Hospitality was always challenging; then came the pandemic. Instead of stocking up for a reset and possible recovery, Melbourne restaurants are reeling from a third snap closure. By Justine Landis-Hanley.
Third Covid hit for Melbourne food industry
Last weekend was supposed to be a saving grace for Victoria’s food and wine industry. After many restaurants were forced to close or move to takeaway-only during the state’s 112-day lockdown in 2020, Valentine’s Day, Lunar New Year and extra crowds from the Australian Open were set to make Saturday and Sunday some of the biggest trading days since the pandemic began.

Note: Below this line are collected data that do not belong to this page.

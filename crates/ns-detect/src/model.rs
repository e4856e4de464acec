//! Contract for the external probabilistic PHI detector.
//!
//! The detector runs in its own thread of control and communicates only
//! through an append-only stream of span batches plus one terminal
//! done/error event. Cancellation is a first-class operation: it stops
//! further emission without throwing, and the merge engine stays valid
//! (pattern-only) afterwards.
//!
//! The adapter is policy-free: confidence-threshold filtering happens in
//! the merge engine, so spans below the caller's threshold may still be
//! emitted here.

use ns_common::{DetectionSpan, MergePolicy};
use serde::{Deserialize, Serialize};
use std::sync::atomic::{AtomicBool, Ordering};
use std::sync::mpsc::{Receiver, TryRecvError};
use std::sync::Arc;

/// Event emitted by a running model detection task.
#[derive(Debug, Clone)]
pub enum ModelEvent {
    /// Incremental batch of spans, tagged `source = model`.
    Batch(Vec<DetectionSpan>),
    /// Terminal success, carrying the full span list.
    Done(Vec<DetectionSpan>),
    /// Terminal failure. The pipeline proceeds pattern-only.
    Error(String),
}

/// Terminal status of the model detector within a session.
#[derive(Debug, Clone, PartialEq, Eq, Serialize, Deserialize)]
#[serde(rename_all = "snake_case")]
pub enum ModelStatus {
    /// No model detector was attached to this session.
    Skipped,
    /// Detection is still streaming.
    Pending,
    /// Terminal done event received.
    Complete,
    /// Detector failed; results are pattern-only.
    Failed(String),
    /// Caller cancelled the detector; results are pattern-only.
    Cancelled,
}

impl ModelStatus {
    /// True once no further model events can arrive.
    pub fn is_terminal(&self) -> bool {
        !matches!(self, ModelStatus::Pending)
    }
}

/// Handle to one running model detection task.
///
/// Dropping the session without cancelling is safe; the producer side
/// observes the closed channel and stops.
pub struct ModelSession {
    events: Receiver<ModelEvent>,
    cancelled: Arc<AtomicBool>,
}

impl ModelSession {
    /// Wrap a receiver and shared cancel flag produced by a detector
    /// implementation.
    pub fn new(events: Receiver<ModelEvent>, cancelled: Arc<AtomicBool>) -> Self {
        ModelSession { events, cancelled }
    }

    /// Request cancellation. Safe to call at any point, any number of
    /// times; never blocks and never fails.
    pub fn cancel(&self) {
        self.cancelled.store(true, Ordering::Relaxed);
    }

    /// True if `cancel` has been requested.
    pub fn is_cancelled(&self) -> bool {
        self.cancelled.load(Ordering::Relaxed)
    }

    /// Block for the next event. `None` means the producer went away
    /// without a terminal event (treated as failure by callers).
    pub fn next_event(&self) -> Option<ModelEvent> {
        self.events.recv().ok()
    }

    /// Non-blocking poll for a pending event.
    ///
    /// `Ok(None)` means nothing pending right now; `Err(())` means the
    /// channel is closed.
    pub fn try_next_event(&self) -> Result<Option<ModelEvent>, ()> {
        match self.events.try_recv() {
            Ok(event) => Ok(Some(event)),
            Err(TryRecvError::Empty) => Ok(None),
            Err(TryRecvError::Disconnected) => Err(()),
        }
    }
}

/// Capability interface for the external probabilistic detector.
///
/// Implementations spawn their own worker (thread, process, remote call)
/// and must emit zero or more `Batch` events followed by exactly one
/// `Done` or `Error`, honoring the session's cancel flag between
/// emissions.
pub trait ModelDetector {
    /// Start detection over `text` under the caller's policy.
    fn start(&self, text: &str, policy: &MergePolicy) -> ModelSession;
}
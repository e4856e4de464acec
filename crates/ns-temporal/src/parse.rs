//! Free-text date parsing.
//!
//! Formats are attempted in order of specificity, first match wins:
//! ISO, numeric with month/day disambiguation, day-then-month-name,
//! month-name-then-day. Every candidate is validated by reconstructing
//! a proleptic Gregorian date (so Feb 30 is rejected, not wrapped) and
//! range-checked to the supported window.

use chrono::NaiveDate;
use once_cell::sync::Lazy;
use regex::Regex;
use serde::{Deserialize, Serialize};

/// Earliest supported year.
pub const MIN_YEAR: i32 = 1800;

/// Latest supported year.
pub const MAX_YEAR: i32 = 2200;

/// Two-digit years at or below this pivot resolve to the 2000s;
/// above it, to the 1900s.
pub const TWO_DIGIT_PIVOT: u32 = 30;

/// Which grammar matched a raw date string.
#[derive(Debug, Clone, Copy, PartialEq, Eq, Serialize, Deserialize)]
#[serde(rename_all = "snake_case")]
pub enum DatePattern {
    /// `YYYY-MM-DD` (also with `/`).
    Iso,
    /// `N/N/N` with a 2–4 digit year.
    Numeric,
    /// `15-Mar-2024`, `15 March 2024`.
    DayMonthName,
    /// `March 15, 2024`.
    MonthNameDay,
    /// Nothing matched.
    None,
}

/// Outcome of parsing one raw date substring.
#[derive(Debug, Clone, Serialize, Deserialize)]
pub struct DateParseResult {
    /// The resolved date, or `None` when the text cannot be anchored.
    pub date: Option<NaiveDate>,

    /// ISO rendering of the resolved date; empty on failure.
    pub normalized_iso: String,

    /// Which grammar matched.
    pub pattern: DatePattern,

    /// Disambiguation note or failure reason.
    #[serde(skip_serializing_if = "Option::is_none")]
    pub warning: Option<String>,
}

impl DateParseResult {
    fn resolved(date: NaiveDate, pattern: DatePattern, warning: Option<String>) -> Self {
        DateParseResult {
            normalized_iso: date.format("%Y-%m-%d").to_string(),
            date: Some(date),
            pattern,
            warning,
        }
    }

    fn unresolved(pattern: DatePattern, reason: impl Into<String>) -> Self {
        DateParseResult {
            date: None,
            normalized_iso: String::new(),
            pattern,
            warning: Some(reason.into()),
        }
    }
}

static ISO: Lazy<Regex> =
    Lazy::new(|| Regex::new(r"^(\d{4})[-/](\d{1,2})[-/](\d{1,2})$").unwrap());

static NUMERIC: Lazy<Regex> =
    Lazy::new(|| Regex::new(r"^(\d{1,2})[-/](\d{1,2})[-/](\d{2,4})$").unwrap());

static DAY_MONTH_NAME: Lazy<Regex> = Lazy::new(|| {
    Regex::new(r"^(\d{1,2})[-\s]([A-Za-z]{3,9})\.?[-\s,]\s*(\d{2,4})$").unwrap()
});

static MONTH_NAME_DAY: Lazy<Regex> = Lazy::new(|| {
    Regex::new(r"^([A-Za-z]{3,9})\.?\s+(\d{1,2})(?:\s*,?\s*(\d{4}))?$").unwrap()
});

/// Parse a raw date substring.
///
/// On failure the result carries `date: None` and a reason; callers must
/// treat that as "cannot anchor" and fall back to a non-reversible
/// redaction marker, never to leaving the raw text in output.
pub fn parse_date(raw: &str) -> DateParseResult {
    let trimmed = strip_surrounds(raw);
    if trimmed.is_empty() {
        return DateParseResult::unresolved(DatePattern::None, "empty date text");
    }

    if let Some(caps) = ISO.captures(trimmed) {
        let year: i32 = caps[1].parse().unwrap_or(0);
        let month: u32 = caps[2].parse().unwrap_or(0);
        let day: u32 = caps[3].parse().unwrap_or(0);
        return validate(year, month, day, DatePattern::Iso, None);
    }

    if let Some(caps) = NUMERIC.captures(trimmed) {
        let first: u32 = caps[1].parse().unwrap_or(0);
        let second: u32 = caps[2].parse().unwrap_or(0);
        let year_text = &caps[3];
        let year = match resolve_year(year_text) {
            Ok(y) => y,
            Err(reason) => return DateParseResult::unresolved(DatePattern::Numeric, reason),
        };
        let (month, day, warning) = if first > 12 && second <= 12 {
            (second, first, Some("interpreted as D/M".to_string()))
        } else if first <= 12 && second <= 12 {
            (
                first,
                second,
                Some("ambiguous; interpreted as M/D".to_string()),
            )
        } else if first <= 12 {
            // second > 12 can only be a day, so month/day is unambiguous
            (first, second, None)
        } else {
            return DateParseResult::unresolved(
                DatePattern::Numeric,
                "neither component can be a month",
            );
        };
        return validate(year, month, day, DatePattern::Numeric, warning);
    }

    if let Some(caps) = DAY_MONTH_NAME.captures(trimmed) {
        let day: u32 = caps[1].parse().unwrap_or(0);
        let month = match month_from_name(&caps[2]) {
            Some(m) => m,
            None => {
                return DateParseResult::unresolved(DatePattern::DayMonthName, "unknown month name")
            }
        };
        let year = match resolve_year(&caps[3]) {
            Ok(y) => y,
            Err(reason) => return DateParseResult::unresolved(DatePattern::DayMonthName, reason),
        };
        return validate(year, month, day, DatePattern::DayMonthName, None);
    }

    if let Some(caps) = MONTH_NAME_DAY.captures(trimmed) {
        let month = match month_from_name(&caps[1]) {
            Some(m) => m,
            None => {
                return DateParseResult::unresolved(DatePattern::MonthNameDay, "unknown month name")
            }
        };
        let day: u32 = caps[2].parse().unwrap_or(0);
        let year: i32 = match caps.get(3) {
            Some(y) => y.as_str().parse().unwrap_or(0),
            // a month and day alone cannot be anchored to a timeline
            None => return DateParseResult::unresolved(DatePattern::MonthNameDay, "missing year"),
        };
        return validate(year, month, day, DatePattern::MonthNameDay, None);
    }

    DateParseResult::unresolved(DatePattern::None, "unrecognized date format")
}

/// Strip surrounding whitespace, punctuation, and template placeholder
/// characters without touching the interior of the date text.
fn strip_surrounds(raw: &str) -> &str {
    raw.trim_matches(|c: char| {
        c.is_whitespace() || matches!(c, '[' | ']' | '{' | '}' | '(' | ')' | '<' | '>' | '.' | ',' | ';' | ':' | '"' | '\'' | '_' | '*')
    })
}

fn resolve_year(text: &str) -> Result<i32, String> {
    match text.len() {
        2 => {
            let short: u32 = text.parse().map_err(|_| "invalid year".to_string())?;
            if short <= TWO_DIGIT_PIVOT {
                Ok(2000 + short as i32)
            } else {
                Ok(1900 + short as i32)
            }
        }
        4 => text.parse().map_err(|_| "invalid year".to_string()),
        _ => Err(format!("unsupported year '{}'", text)),
    }
}

fn month_from_name(name: &str) -> Option<u32> {
    let lower = name.to_lowercase();
    let prefix = lower.get(0..3)?;
    let month = match prefix {
        "jan" => 1,
        "feb" => 2,
        "mar" => 3,
        "apr" => 4,
        "may" => 5,
        "jun" => 6,
        "jul" => 7,
        "aug" => 8,
        "sep" => 9,
        "oct" => 10,
        "nov" => 11,
        "dec" => 12,
        _ => return None,
    };
    Some(month)
}

/// Reconstruct a proleptic Gregorian date from the candidate fields and
/// range-check it.
fn validate(
    year: i32,
    month: u32,
    day: u32,
    pattern: DatePattern,
    warning: Option<String>,
) -> DateParseResult {
    if !(MIN_YEAR..=MAX_YEAR).contains(&year) {
        return DateParseResult::unresolved(
            pattern,
            format!("year {} outside supported range [{}, {}]", year, MIN_YEAR, MAX_YEAR),
        );
    }
    match NaiveDate::from_ymd_opt(year, month, day) {
        Some(date) => DateParseResult::resolved(date, pattern, warning),
        None => DateParseResult::unresolved(pattern, "invalid calendar date"),
    }
}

Fridges were full of extra produce for booked-out dining sessions, but restaurateurs were instead greeted with the news they would have to pivot to takeaway-only trading again, as the state entered its third lockdown since the pandemic began. Conservative estimates have put the loss for Melbourne restaurants at $100 million.
Mike Byard, owner of Pretty Little restaurant in the Melbourne suburb of Balaclava, had spared no expense for the booked-out Valentine’s Day weekend.
“We were offering a seven-course Valentine’s Day menu with premium produce. We’d ordered Western Australian marron from our seafood supplier, and oysters. We were collaborating with some friends of ours who make really beautiful cakes for dessert. We’d ordered a couple of dozen single-stem roses for the table,” Byard says. “We were fully stocked.”
Despite cancelling their seafood order and offering all booked-in diners a modified takeaway version of their Valentine’s Day meal, Byard says his restaurant still lost “a couple of thousand dollars in wasted produce”.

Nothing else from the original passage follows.